In the material below, find the line with "for statement in &decl.body" and the line with "self.loop_depth = outer_loop_depth;", then output those two lines and every line between them, exactly.

**********

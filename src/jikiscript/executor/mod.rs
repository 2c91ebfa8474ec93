//! JikiScript executor
//!
//! Walks the AST statement by statement, recording one frame per observable
//! step through the [`ExecutionContext`]. The first runtime error becomes the
//! trace's final ERROR frame and execution stops.
//!
//! Split across files with `impl Executor` blocks:
//! - this module: state, function hoisting, calls and frame recording
//! - `statements`: one method per statement form, loops included
//! - `expressions`: expression evaluation, indexing and operators

mod expressions;
mod statements;

use super::ast::{FunctionDecl, Program, Statement};
use crate::interpreter::InterpretOptions;
use crate::runtime::describe::Step;
use crate::runtime::frame::FrameResult;
use crate::runtime::scope::{Environment, GlobalAccess};
use crate::runtime::{
    ExecutionContext, ExternalFunction, FrozenValue, RunOutput, RuntimeError, RuntimeErrorKind,
    Value,
};
use crate::syntax::SourceLocation;
use rustc_hash::FxHashMap;
use tracing::debug;

/// Deepest chain of learner function calls before the run is stopped.
pub(crate) const MAX_CALL_DEPTH: usize = 64;

#[derive(Debug, Clone)]
pub(crate) enum ControlFlow {
    Normal,
    Break,
    Continue,
    Return(Value),
}

/// How a loop body ended.
pub(crate) enum LoopBodyResult {
    /// Ran to completion or hit `next`/`continue`.
    Continue,
    /// Hit `break`.
    Break,
    /// A `return` is unwinding through the loop.
    Exit,
}

pub struct Executor<'a> {
    pub(crate) ctx: ExecutionContext,
    pub(crate) env: Environment,
    functions: FxHashMap<String, &'a FunctionDecl>,
    externals: FxHashMap<String, ExternalFunction>,
    pub(crate) control_flow: ControlFlow,
    /// Loops open in the current function body (or at top level).
    pub(crate) loop_depth: usize,
}

impl<'a> Executor<'a> {
    pub fn new(source: &str, options: &InterpretOptions) -> Self {
        let ctx = options.context(source);
        let env = Environment::new(GlobalAccess::Hidden, ctx.features().allow_shadowing);
        let externals = options
            .external_functions
            .iter()
            .map(|func| (func.name.clone(), func.clone()))
            .collect();

        Executor {
            ctx,
            env,
            functions: FxHashMap::default(),
            externals,
            control_flow: ControlFlow::Normal,
            loop_depth: 0,
        }
    }

    /// Run every top-level statement. Returns `false` if execution stopped
    /// at an ERROR frame.
    pub fn execute(&mut self, program: &'a Program) -> bool {
        let outcome = self
            .hoist_functions(program)
            .and_then(|()| self.execute_top_level(program));

        match outcome {
            Ok(()) => true,
            Err(error) => {
                self.fail(&error);
                false
            }
        }
    }

    /// Call a learner function by name from the host, outside any statement.
    ///
    /// The call is attributed to a synthetic location (line 0) and records
    /// no frame of its own; the function body records its frames as usual.
    pub fn call_entry(&mut self, name: &str, args: Vec<Value>) -> Option<Value> {
        match self.call_function(name, args, SourceLocation::default()) {
            Ok(value) => Some(value),
            Err(error) => {
                self.fail(&error);
                None
            }
        }
    }

    pub fn finish(self) -> RunOutput {
        self.ctx.finish()
    }

    /// Register top-level declarations so they can be called from anywhere,
    /// including before their definition.
    fn hoist_functions(&mut self, program: &'a Program) -> Result<(), RuntimeError> {
        for statement in &program.statements {
            let Statement::Function(decl) = statement else {
                continue;
            };

            if self.externals.contains_key(&decl.name) || self.functions.contains_key(&decl.name) {
                return Err(RuntimeErrorKind::FunctionAlreadyDefined {
                    name: decl.name.clone(),
                }
                .at(decl.location));
            }

            for (i, param) in decl.params.iter().enumerate() {
                if decl.params[..i].contains(param) {
                    return Err(RuntimeErrorKind::DuplicateParameterName {
                        parameter: param.clone(),
                    }
                    .at(decl.location));
                }
            }

            self.functions.insert(decl.name.clone(), decl);
        }

        debug!(count = self.functions.len(), "hoisted functions");
        Ok(())
    }

    fn execute_top_level(&mut self, program: &'a Program) -> Result<(), RuntimeError> {
        for statement in &program.statements {
            if let Statement::Function(_) = statement {
                continue;
            }
            self.execute_statement(statement)?;
        }
        Ok(())
    }

    /// Resolve a call: learner functions first, then external functions.
    pub(crate) fn call_function(
        &mut self,
        name: &str,
        args: Vec<Value>,
        location: SourceLocation,
    ) -> Result<Value, RuntimeError> {
        if let Some(decl) = self.functions.get(name).copied() {
            return self.call_user_function(decl, args, location);
        }

        if let Some(func) = self.externals.get(name).cloned() {
            let value = func
                .invoke(&mut self.ctx, &args)
                .map_err(|kind| kind.at(location))?;
            self.ctx
                .guard_execution_time()
                .map_err(|kind| kind.at(location))?;
            return Ok(value);
        }

        Err(RuntimeErrorKind::FunctionNotFound {
            name: name.to_string(),
        }
        .at(location))
    }

    fn call_user_function(
        &mut self,
        decl: &'a FunctionDecl,
        args: Vec<Value>,
        location: SourceLocation,
    ) -> Result<Value, RuntimeError> {
        if args.len() != decl.params.len() {
            return Err(RuntimeErrorKind::InvalidNumberOfArguments {
                function: decl.name.clone(),
                expected: decl.params.len().to_string(),
                got: args.len(),
            }
            .at(location));
        }
        if self.env.call_depth() >= MAX_CALL_DEPTH {
            return Err(RuntimeErrorKind::InfiniteRecursion {
                name: decl.name.clone(),
            }
            .at(location));
        }

        self.env.push_call();
        for (param, arg) in decl.params.iter().zip(args) {
            // arguments are passed by value
            self.env
                .declare(param, arg.deep_clone())
                .map_err(|kind| kind.at(location))?;
        }

        let outer_loop_depth = std::mem::replace(&mut self.loop_depth, 0);
        for statement in &decl.body {
            self.execute_statement(statement)?;
            if matches!(self.control_flow, ControlFlow::Return(_)) {
                break;
            }
        }
        self.loop_depth = outer_loop_depth;

        let value = match std::mem::replace(&mut self.control_flow, ControlFlow::Normal) {
            ControlFlow::Return(value) => value,
            _ => Value::None,
        };
        self.env.pop_call();
        Ok(value)
    }

    /// Record a SUCCESS frame for `statement` with the current bindings.
    pub(crate) fn record(
        &mut self,
        statement: &Statement,
        value: Option<FrozenValue>,
        step: Step,
    ) -> Result<(), RuntimeError> {
        let location = statement.location();
        let result = FrameResult {
            kind: statement.kind(),
            value,
        };
        let variables = self.env.snapshot();
        self.ctx.add_success_frame(location, result, step, variables);
        self.ctx
            .guard_execution_time()
            .map_err(|kind| kind.at(location))
    }

    fn fail(&mut self, error: &RuntimeError) {
        debug!(error = %error, "JikiScript run stopped");
        let variables = self.env.snapshot();
        self.ctx.add_error_frame(error, variables);
    }
}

**********

== RESPONSE BOX ==
        for statement in &decl.body {
            self.execute_statement(statement)?;
            if matches!(self.control_flow, ControlFlow::Return(_)) {
                break;
            }
        }
        self.loop_depth = outer_loop_depth;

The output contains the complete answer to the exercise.